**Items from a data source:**
◆ ◆ ◆ ◆ ◆ ◆ ◆
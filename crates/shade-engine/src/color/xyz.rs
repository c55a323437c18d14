//! CIE 1931 XYZ tristimulus values (D65, Y of white = 1.0)

use super::linear_rgb::LinearRgb;

/// A color in CIE XYZ space.
#[derive(Debug, Clone, Copy, PartialEq)]
pub struct Xyz {
    pub x: f64,
    pub y: f64,
    pub z: f64,
}

/// D65 reference white. Also the upper clamp for each axis before Lab.
pub const D65_WHITE: Xyz = Xyz {
    x: 0.95047,
    y: 1.0,
    z: 1.08883,
};

/// Linear sRGB to XYZ, D65 primaries.
const RGB_TO_XYZ: [[f64; 3]; 3] = [
    [0.4124564, 0.3575761, 0.1804375],
    [0.2126729, 0.7151522, 0.072175],
    [0.0193339, 0.119192, 0.9503041],
];

impl Xyz {
    #[inline]
    pub fn new(x: f64, y: f64, z: f64) -> Self {
        Self { x, y, z }
    }

    /// Clamp each axis to `[0, white]`.
    ///
    /// Matrix rounding lets pure white land a hair above the reference
    /// (Y = 1.0000001); clamping keeps the Lab lightness of white at exactly 100.
    #[inline]
    pub fn clamped(self) -> Self {
        Self {
            x: self.x.clamp(0.0, D65_WHITE.x),
            y: self.y.clamp(0.0, D65_WHITE.y),
            z: self.z.clamp(0.0, D65_WHITE.z),
        }
    }
}

impl From<LinearRgb> for Xyz {
    fn from(rgb: LinearRgb) -> Self {
        let m = &RGB_TO_XYZ;
        Self {
            x: m[0][0] * rgb.r + m[0][1] * rgb.g + m[0][2] * rgb.b,
            y: m[1][0] * rgb.r + m[1][1] * rgb.g + m[1][2] * rgb.b,
            z: m[2][0] * rgb.r + m[2][1] * rgb.g + m[2][2] * rgb.b,
        }
    }
}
◆ ◆ ◆ ◆ ◆ ◆ ◆
**TASK BRIEF:** Which of the lines in the data contain the string "impl"? Return each one.

**WRITTEN ANSWER:**
impl Xyz {
impl From<LinearRgb> for Xyz {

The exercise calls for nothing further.